Research Areas

From the statistics of the numerous planet finding surveys we have learned that nearly every star in the galaxy hosts a planet. That amounts to hundreds of billions of planets within our own galaxy! It is unlikely in the near future that we will send probes and landers to these planets that are many light years away, hence we are limited to studying these planets from afar from our own pale blue dot. We also know that many of these planets will host some type of atmosphere; hence an atmosphere (provided it exists) is the most readily observable portion of any planetary object. This means that, most of the information we can learn about the processes occurring on or within these far-way planets will come from observing their atmospheres. Our team uses a combination of spectral observations, statistics, and theoretical methods to reveal the mysteries of these worlds. img cr.
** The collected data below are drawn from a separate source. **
use log::debug;
use rayon::prelude::*;
use traffic_common::{MetricsConfig, MetricsReport, RoadParams, RunMetrics, SimError, Snapshot, StepMetrics};

/// Derives per-step and run-level metrics from a finished snapshot sequence.
///
/// Every metric is a pure function of the snapshots, so the per-step pass
/// runs in parallel over the immutable sequence.
#[derive(Debug, Clone)]
pub struct MetricsAggregator {
    params: RoadParams,
    config: MetricsConfig,
}

impl MetricsAggregator {
    pub fn new(params: RoadParams, config: MetricsConfig) -> Result<Self, SimError> {
        params.validate()?;
        let fraction = config.measurement_fraction;
        if !(fraction > 0.0 && fraction <= 1.0) {
            return Err(SimError::invalid_config(format!(
                "measurement fraction must be within (0, 1], got {fraction}"
            )));
        }
        Ok(Self { params, config })
    }

    pub fn params(&self) -> &RoadParams {
        &self.params
    }

    /// First cell of the measurement stretch at the end of the road.
    pub fn measurement_start(&self) -> u32 {
        let len = self.params.road_length;
        let stretch = ((len as f64 * self.config.measurement_fraction).floor() as u32).clamp(1, len);
        len - stretch
    }

    /// Computes the metrics of one snapshot.
    pub fn step_metrics(&self, snapshot: &Snapshot) -> StepMetrics {
        let vehicles = &snapshot.vehicles;
        let count = vehicles.len();
        let density = self.params.density(count);

        let total_speed: u64 = vehicles.iter().map(|v| v.speed as u64).sum();
        let mean_speed = if count > 0 { total_speed as f64 / count as f64 } else { 0.0 };

        let threshold = self.config.jam_speed_threshold;
        let stopped_count = vehicles.iter().filter(|v| v.speed <= threshold).count();
        let jam_fraction = if count > 0 { stopped_count as f64 / count as f64 } else { 0.0 };

        let start = self.measurement_start();
        let throughput = vehicles.iter().filter(|v| v.position >= start).count();

        // A vehicle that ends up behind the distance it just travelled has wrapped.
        let crossings = if snapshot.step == 0 {
            0
        } else {
            vehicles.iter().filter(|v| v.position < v.speed).count()
        };

        StepMetrics {
            step: snapshot.step,
            vehicle_count: count as u32,
            density,
            mean_speed,
            relative_speed: mean_speed / self.params.max_speed as f64,
            flow: mean_speed * density,
            stopped_count: stopped_count as u32,
            jam_fraction,
            jam_clusters: self.jam_clusters(snapshot),
            throughput: throughput as u32,
            crossings: crossings as u32,
        }
    }

    /// Counts queues of stopped vehicles standing bumper to bumper. A stopped
    /// vehicle opens a new queue unless the vehicle directly behind it is
    /// stopped as well.
    fn jam_clusters(&self, snapshot: &Snapshot) -> u32 {
        let vehicles = &snapshot.vehicles;
        let n = vehicles.len();
        let len = self.params.road_length as u64;
        let threshold = self.config.jam_speed_threshold;
        let stopped = |i: usize| vehicles[i].speed <= threshold;

        let mut clusters = 0;
        let mut any_stopped = false;
        for i in 0..n {
            if !stopped(i) {
                continue;
            }
            any_stopped = true;
            let behind = (i + n - 1) % n;
            let gap = if n == 1 {
                len - 1
            } else {
                (vehicles[i].position as u64 + len - vehicles[behind].position as u64 - 1) % len
            };
            if !(stopped(behind) && gap == 0) {
                clusters += 1;
            }
        }
        // A queue wrapping the entire road has no first vehicle.
        if clusters == 0 && any_stopped {
            clusters = 1;
        }
        clusters
    }

    /// Computes the per-step series and its averages after the warm-up prefix.
    pub fn aggregate(&self, snapshots: &[Snapshot]) -> Result<MetricsReport, SimError> {
        if snapshots.is_empty() {
            return Err(SimError::invalid_config("no snapshots to aggregate"));
        }
        let num_steps = snapshots.len() - 1;
        let warmup = self.config.warmup_steps as usize;
        if warmup > 0 && warmup >= num_steps {
            return Err(SimError::invalid_config(format!(
                "warm-up of {warmup} steps leaves nothing to average over {num_steps} steps"
            )));
        }

        let steps: Vec<StepMetrics> = snapshots.par_iter().map(|s| self.step_metrics(s)).collect();
        let summary = summarize(&steps[warmup..], warmup as u32);
        debug!(
            "Aggregated {} steps (warm-up {}): density {:.3}, flow {:.3}, mean speed {:.3}",
            steps.len(),
            warmup,
            summary.mean_density,
            summary.mean_flow,
            summary.mean_speed
        );
        Ok(MetricsReport { steps, summary })
    }
}

fn summarize(window: &[StepMetrics], warmup_steps: u32) -> RunMetrics {
    let n = window.len() as f64;
    let mean = |f: fn(&StepMetrics) -> f64| window.iter().map(f).sum::<f64>() / n;
    let total_crossings: u64 = window.iter().map(|m| m.crossings as u64).sum();

    RunMetrics {
        warmup_steps,
        averaged_steps: window.len() as u32,
        mean_density: mean(|m| m.density),
        mean_flow: mean(|m| m.flow),
        mean_speed: mean(|m| m.mean_speed),
        mean_relative_speed: mean(|m| m.relative_speed),
        mean_jam_fraction: mean(|m| m.jam_fraction),
        mean_throughput: mean(|m| m.throughput as f64),
        total_crossings,
        measured_flow: total_crossings as f64 / n,
    }
}
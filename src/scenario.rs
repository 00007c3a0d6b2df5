use crate::road::RoadState;
use log::{debug, warn};
use rand::rngs::StdRng;
use rand::seq::SliceRandom;
use rand::{Rng, SeedableRng};
use traffic_common::{InitialSpeed, PlacementPolicy, RoadParams, SimError, SimulationConfig, Vehicle};

/// Builds the initial road state of a run.
#[derive(Debug, Clone, PartialEq)]
pub struct ScenarioBuilder {
    pub road_length: u32,
    pub vehicle_count: u32,
    pub max_speed: u32,
    pub slowdown_probability: f64,
    pub placement: PlacementPolicy,
    pub initial_speed: InitialSpeed,
}

impl ScenarioBuilder {
    pub fn new(road_length: u32, vehicle_count: u32, max_speed: u32, slowdown_probability: f64) -> Self {
        Self {
            road_length,
            vehicle_count,
            max_speed,
            slowdown_probability,
            placement: PlacementPolicy::default(),
            initial_speed: InitialSpeed::default(),
        }
    }

    pub fn from_config(config: &SimulationConfig) -> Result<Self, SimError> {
        let params = config.road_params()?;
        let builder = Self::new(
            params.road_length,
            config.vehicle_count()?,
            params.max_speed,
            params.slowdown_probability,
        )
        .placement(config.vehicles.placement)
        .initial_speed(config.vehicles.initial_speed);
        Ok(builder)
    }

    pub fn placement(mut self, placement: PlacementPolicy) -> Self {
        self.placement = placement;
        self
    }

    pub fn initial_speed(mut self, initial_speed: InitialSpeed) -> Self {
        self.initial_speed = initial_speed;
        self
    }

    /// Places the vehicles with a generator seeded from `seed`. Ids follow the
    /// initial road order.
    pub fn build(&self, seed: u64) -> Result<RoadState, SimError> {
        self.build_with_rng(&mut StdRng::seed_from_u64(seed))
    }

    /// Places the vehicles drawing from `rng`, leaving the stream positioned
    /// for the dynamics that follow.
    pub fn build_with_rng(&self, rng: &mut StdRng) -> Result<RoadState, SimError> {
        let params = RoadParams::new(self.road_length, self.max_speed, self.slowdown_probability)?;
        if self.vehicle_count == 0 {
            return Err(SimError::invalid_config("vehicle count must be greater than 0"));
        }
        if self.vehicle_count > self.road_length {
            return Err(SimError::invalid_config(format!(
                "cannot place {} vehicles on {} cells without overlap",
                self.vehicle_count, self.road_length
            )));
        }
        if self.vehicle_count == self.road_length {
            warn!("Road of {} cells is fully occupied; every vehicle will stay at rest.", self.road_length);
        }

        let mut positions = place_vehicles(self.placement, self.road_length, self.vehicle_count, rng);
        positions.sort_unstable();

        let vehicles: Vec<Vehicle> = positions
            .into_iter()
            .enumerate()
            .map(|(id, position)| {
                let speed = match self.initial_speed {
                    InitialSpeed::Zero => 0,
                    InitialSpeed::Random => rng.random_range(0..self.max_speed),
                };
                Vehicle::new(id as u32, position, speed)
            })
            .collect();

        let state = RoadState::new(params, vehicles);
        state.validate()?;
        debug!(
            "Placed {} vehicles on {} cells ({:?}, density {:.3}).",
            state.vehicle_count(),
            self.road_length,
            self.placement,
            state.density()
        );
        Ok(state)
    }
}

/// Picks `count` distinct cells on a road of `road_length` cells.
fn place_vehicles(policy: PlacementPolicy, road_length: u32, count: u32, rng: &mut StdRng) -> Vec<u32> {
    match policy {
        PlacementPolicy::UniformRandom => {
            let mut cells: Vec<u32> = (0..road_length).collect();
            cells.shuffle(rng);
            cells.truncate(count as usize);
            cells
        }
        PlacementPolicy::EvenlySpaced => (0..count as u64)
            .map(|i| (i * road_length as u64 / count as u64) as u32)
            .collect(),
    }
}

#[cfg(test)]
mod tests {
    use super::*;
    use std::collections::HashSet;

    fn positions(state: &RoadState) -> Vec<u32> {
        state.vehicles().iter().map(|v| v.position).collect()
    }

    #[test]
    fn test_evenly_spaced_placement() {
        let state = ScenarioBuilder::new(10, 3, 2, 0.0)
            .placement(PlacementPolicy::EvenlySpaced)
            .build(0)
            .unwrap();
        assert_eq!(positions(&state), vec![0, 3, 6]);
        assert!(state.vehicles().iter().all(|v| v.speed == 0));
        let ids: Vec<u32> = state.vehicles().iter().map(|v| v.id).collect();
        assert_eq!(ids, vec![0, 1, 2]);
    }

    #[test]
    fn test_uniform_random_places_distinct_cells() {
        let state = ScenarioBuilder::new(50, 30, 5, 0.3).build(11).unwrap();
        let cells: HashSet<u32> = positions(&state).into_iter().collect();
        assert_eq!(cells.len(), 30);
        assert!(cells.iter().all(|&c| c < 50));
        assert!(state.validate().is_ok());
    }

    #[test]
    fn test_uniform_random_is_seeded() {
        let builder = ScenarioBuilder::new(100, 20, 5, 0.3).initial_speed(InitialSpeed::Random);
        assert_eq!(builder.build(5).unwrap(), builder.build(5).unwrap());
    }

    #[test]
    fn test_random_initial_speeds_stay_below_cap() {
        let state = ScenarioBuilder::new(200, 100, 4, 0.1)
            .initial_speed(InitialSpeed::Random)
            .build(3)
            .unwrap();
        assert!(state.vehicles().iter().all(|v| v.speed < 4));
    }

    #[test]
    fn test_full_road() {
        let state = ScenarioBuilder::new(8, 8, 3, 0.5).build(1).unwrap();
        assert_eq!(positions(&state), (0..8).collect::<Vec<_>>());
    }

    #[test]
    fn test_rejects_bad_counts() {
        let too_many = ScenarioBuilder::new(10, 11, 2, 0.0).build(0);
        assert!(matches!(too_many, Err(SimError::InvalidConfiguration(_))));

        let none = ScenarioBuilder::new(10, 0, 2, 0.0).build(0);
        assert!(matches!(none, Err(SimError::InvalidConfiguration(_))));

        let slow = ScenarioBuilder::new(10, 2, 0, 0.0).build(0);
        assert!(matches!(slow, Err(SimError::InvalidConfiguration(_))));

        let bad_p = ScenarioBuilder::new(10, 2, 2, 2.0).build(0);
        assert!(matches!(bad_p, Err(SimError::InvalidConfiguration(_))));
    }
}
NASA/JPL-Caltech


Atmospheres from Stars to Planets: Our group studies a wide range of planetary-like atmospheres from thick brown dwarf envelopes too cool transiting exoplanet atmospheres, using a combination of theoretical and observational methods. Determining fundamental atmospheric properties over a wide range of conditions is a necessary first step towards developing a comprehensive theory of atmospheres, their evolution, and their interactions with their surface, interior, local space environment, and any potential interaction biologic processes may have with them.


Spectra as a Diagnostic of Planetary Processes: Transmission and emission spectra of an exoplanet contain information about the composition and temperature structure of its atmosphere. Determining these properties is the key to understanding the climate and chemical processes occurring in their atmospheres as well as links to their formation histories. Most of what we have learned about exoplanet atmospheres comes from large Jupiter and Neptune-like planets orbiting really close to their stars (<~0.5 AU) because they are the most readily observable given current telescope capabilities. Interpreting exoplanet atmosphere observations is tremendously difficult as we have to tease out the planetary signal from the blindingly bright backdrop of their host stars. Our team focuses on the development of the atmospheric models that can be used to describe these spectra.



Atmospheric Retrievals: One of the core tools used by our team to extract information from these small spectral signals is "atmospheric retrieval". Atmospheric retrieval is effectively "bayesian inference" (using an MCMC type sampler) which uses a model atmosphere that maps atmospheric properties like temperature, composition, clouds, and anything else that might matter into a spectrum, like those obtained with JWST. Our group has developed a many of the key atmospheric parameterizations and strategies commonly implemented within atmospheric retrievals. img cr. Luis Welbanks



Brown Dwarf Inference: Brown dwarfs are often considered “failed stars” (or overachieving planets if you will) as they are not massive enough to fuse hydrogen like stars. They are in effect, the important “sub-stellar” link in the continuum between stars and planets. We know of ~1500 brown dwarfs from various all sky surveys. They are typically about the size of Jupiter but much more massive. Because of their “cool” temperatures, relative to stars, the physics and chemistry in their atmospheres are very similar to the exoplanet population, which makes them excellent analogues but with far more telling data as their emitted light signatures are not washed out by any host star. Our team developed the first retrieval tools that enabled the extraction of temperature profiles and molecular abundances from brown dwarf spectra. This approach and subsequent results have departed from the standard decades-old inference paradigm, enabling key new insights into substellar atmospheric processes and strengthens the connection between stars, brown dwarfs, and planets.


M-Dwarf Atmospheric Properties: M-dwarfs are the most common star in our galaxy, comprising 75% of the total stars by number. M-dwarfs are also ideal targets for finding and characterizing transiting exoplanets due to the more favorable planet-to-star radius ratio. However, in order to place the properties of a planet in the appropriate context, knowledge of the basic stellar properties like radius, effective temperature, gravity, and composition are needed. Our team is developing novel methods for inferring these fundamental properties by combining state-of-the art, in house, cool stellar atmosphere models with sophisticated bayesian inference tools.


High Resolution Cross-Correlation Spectroscopy: This is an alternative approach to characterizing the atmospheres of transiting (and non transiting) planets by leveraging the large apertures and high spectral resolutions of ground based telescopes. While ground based observations typically have to contend with contamination from Earths' own atmosphere, by leveraging the orbital motion/velocity of the planet, these contaminating effects can be removed. The high spectral resolutions enable unique identification of molecular species as well as well as planetary scale winds. Our team developed breakthrough methods to extract abundances and temperature profile from these kinds of observations, opening up a frontier in characterizing the atmospheres of exoplanets from the ground.